Locate the word "warn" in the data below, then copy every line that holds it.
::: Dataset records
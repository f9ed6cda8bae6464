use diffwise_core::DiffwiseError;
use tracing::{info, warn};

use crate::llm::{ChatMessage, CompletionClient};

const REVIEW_PREAMBLE: &str = "Check this PR code, find logic issues that are not easily found by SonarQube, order them by severity.";

/// Build the instruction sent to the model for a diff.
///
/// The diff is embedded verbatim, without fencing, so the model sees exactly
/// what git printed.
///
/// # Examples
///
/// ```
/// use diffwise_review::prompt::build_review_prompt;
///
/// let prompt = build_review_prompt("+let x = 1;");
/// assert!(prompt.starts_with("Check this PR code"));
/// assert!(prompt.contains("+let x = 1;"));
/// ```
pub fn build_review_prompt(diff: &str) -> String {
    format!("{REVIEW_PREAMBLE}\nPlease review the following diff:\n{diff}\n\n")
}

/// Ask `client` to review `diff` with `model`.
///
/// Returns the trimmed text of the first choice, or an empty string when the
/// provider returned no content.
///
/// # Errors
///
/// Propagates any error from the completion client; nothing is retried.
pub async fn request_review(
    client: &dyn CompletionClient,
    model: &str,
    diff: &str,
) -> Result<String, DiffwiseError> {
    let prompt = build_review_prompt(diff);
    info!(model, diff_bytes = diff.len(), "requesting review");

    let content = client.chat(model, vec![ChatMessage::user(prompt)]).await?;
    let feedback = content.as_deref().map(str::trim).unwrap_or_default();
    if feedback.is_empty() {
        warn!(model, "completion returned no content");
    }
    Ok(feedback.to_string())
}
::::::
Exercise result =
use tracing::{info, warn};
        warn!(model, "completion returned no content");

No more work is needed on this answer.